Brisbane is a sprawling city based around a bend in the river so we spent a lot of time crossing and re crossing rivers to get anywhere. We did catch a river bus to a free comedy evening (about the only thing that we have found in this whole country that is free or even cheap!).
We picked up the campervan and drove in a general north direction and found ourselves in Noosa, a very pretty little town with a great beach.
The following day we drove further north to a sh it hole called Tin Pan Alley whose only redeeming feature is that some wild dolphins visit each morning which we can than feed for free (only 5 dollars a head) I couldn’t work that one out either.
Tin Pan Alley was a terrible dump populated by very strange but pleasant people, a bit like the rest of Oz really, however we drove to a very small town called Baraga which was very similar to what I imagine the bible belt in the states to be. A most scary place inhabited by nutters.
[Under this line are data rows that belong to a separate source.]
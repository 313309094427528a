// SPDX-FileCopyrightText: 2026 Stanislaw Grams <stanislawgrams@gmail.com>
//
// SPDX-License-Identifier: BSD-2-Clause

//! Thin handle giving main access to the acquisition task and its streams.

use tokio::sync::{broadcast, mpsc, oneshot, watch};

use batc_core::{AcqCommand, AcqError, AcqRequest, AcqSnapshot, ConnectParams, Spectrum, WaveBlock};

/// A handle to the running acquisition task.
///
/// Created once in `main.rs` next to the task spawn; commands flow through
/// `acq_tx`, published signal data comes back over the broadcast channels.
pub struct AcqHandle {
    /// Send commands to the acquisition task.
    pub acq_tx: mpsc::Sender<AcqRequest>,
    /// Watch the latest lifecycle snapshot.
    pub state_rx: watch::Receiver<AcqSnapshot>,
    /// Completed wave blocks, one per accumulator batch.
    pub wave_tx: broadcast::Sender<WaveBlock>,
    /// Completed spectra, one per full analysis window.
    pub spectrum_tx: broadcast::Sender<Spectrum>,
}

impl AcqHandle {
    /// Send one command and wait for the task's answer.
    pub async fn request(&self, cmd: AcqCommand) -> Result<AcqSnapshot, AcqError> {
        let (resp_tx, resp_rx) = oneshot::channel();
        let req = AcqRequest {
            cmd,
            respond_to: resp_tx,
        };
        if self.acq_tx.send(req).await.is_err() {
            return Err(AcqError::TaskGone);
        }
        match resp_rx.await {
            Ok(result) => result,
            Err(_) => Err(AcqError::TaskGone),
        }
    }

    /// Connect using the port and baud rate the task was configured with.
    pub async fn connect(&self) -> Result<AcqSnapshot, AcqError> {
        self.request(AcqCommand::Connect(None)).await
    }

    /// Connect to a specific port, overriding the configured link.
    pub async fn connect_to(&self, port: &str, baud: u32) -> Result<AcqSnapshot, AcqError> {
        self.request(AcqCommand::Connect(Some(ConnectParams {
            port: port.to_string(),
            baud,
        })))
        .await
    }

    pub async fn start(&self) -> Result<AcqSnapshot, AcqError> {
        self.request(AcqCommand::Start).await
    }

    pub async fn stop(&self) -> Result<AcqSnapshot, AcqError> {
        self.request(AcqCommand::Stop).await
    }

    pub async fn disconnect(&self) -> Result<AcqSnapshot, AcqError> {
        self.request(AcqCommand::Disconnect).await
    }

    /// Latest snapshot straight from the watch channel, no task round-trip.
    pub fn snapshot(&self) -> AcqSnapshot {
        self.state_rx.borrow().clone()
    }

    pub fn subscribe_waves(&self) -> broadcast::Receiver<WaveBlock> {
        self.wave_tx.subscribe()
    }

    pub fn subscribe_spectra(&self) -> broadcast::Receiver<Spectrum> {
        self.spectrum_tx.subscribe()
    }
}

#[cfg(test)]
mod tests {
    use super::*;

    fn orphan_handle() -> AcqHandle {
        let (acq_tx, _) = mpsc::channel(1);
        let (_state_tx, state_rx) = watch::channel(AcqSnapshot::default());
        let (wave_tx, _) = broadcast::channel(1);
        let (spectrum_tx, _) = broadcast::channel(1);
        AcqHandle {
            acq_tx,
            state_rx,
            wave_tx,
            spectrum_tx,
        }
    }

    #[tokio::test]
    async fn test_request_after_task_gone() {
        let handle = orphan_handle();
        let result = handle.request(AcqCommand::GetSnapshot).await;
        assert!(matches!(result, Err(AcqError::TaskGone)));
    }

    #[tokio::test]
    async fn test_connect_to_after_task_gone() {
        let handle = orphan_handle();
        let result = handle.connect_to("/dev/ttyACM0", 115_200).await;
        assert!(matches!(result, Err(AcqError::TaskGone)));
    }

    #[tokio::test]
    async fn test_snapshot_reads_watch_directly() {
        let handle = orphan_handle();
        assert!(!handle.snapshot().is_connected());
        assert!(!handle.snapshot().is_transmitting());
    }
}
After a scary night we decided to run to the tropical north to get away from the scary people and enjoy some sun. How wrong we were, we landed in a place called McKay and the people were just lunatics. They never went to bed and just sat chatting at 5 in the morning. They weren’t still up from the previous evening they had just got up and were sitting on their verandas in pitch black drinking coffee and chatting! Others were driving about throughout the night others were polishing their guns and praying to lord regarding salvation and angels of redemption. I may be exaggerating a little but not very much.
After 26 hours in a campervan we arrived in the north in Airlie beach to beautiful rain cloud, mist and lots of rain.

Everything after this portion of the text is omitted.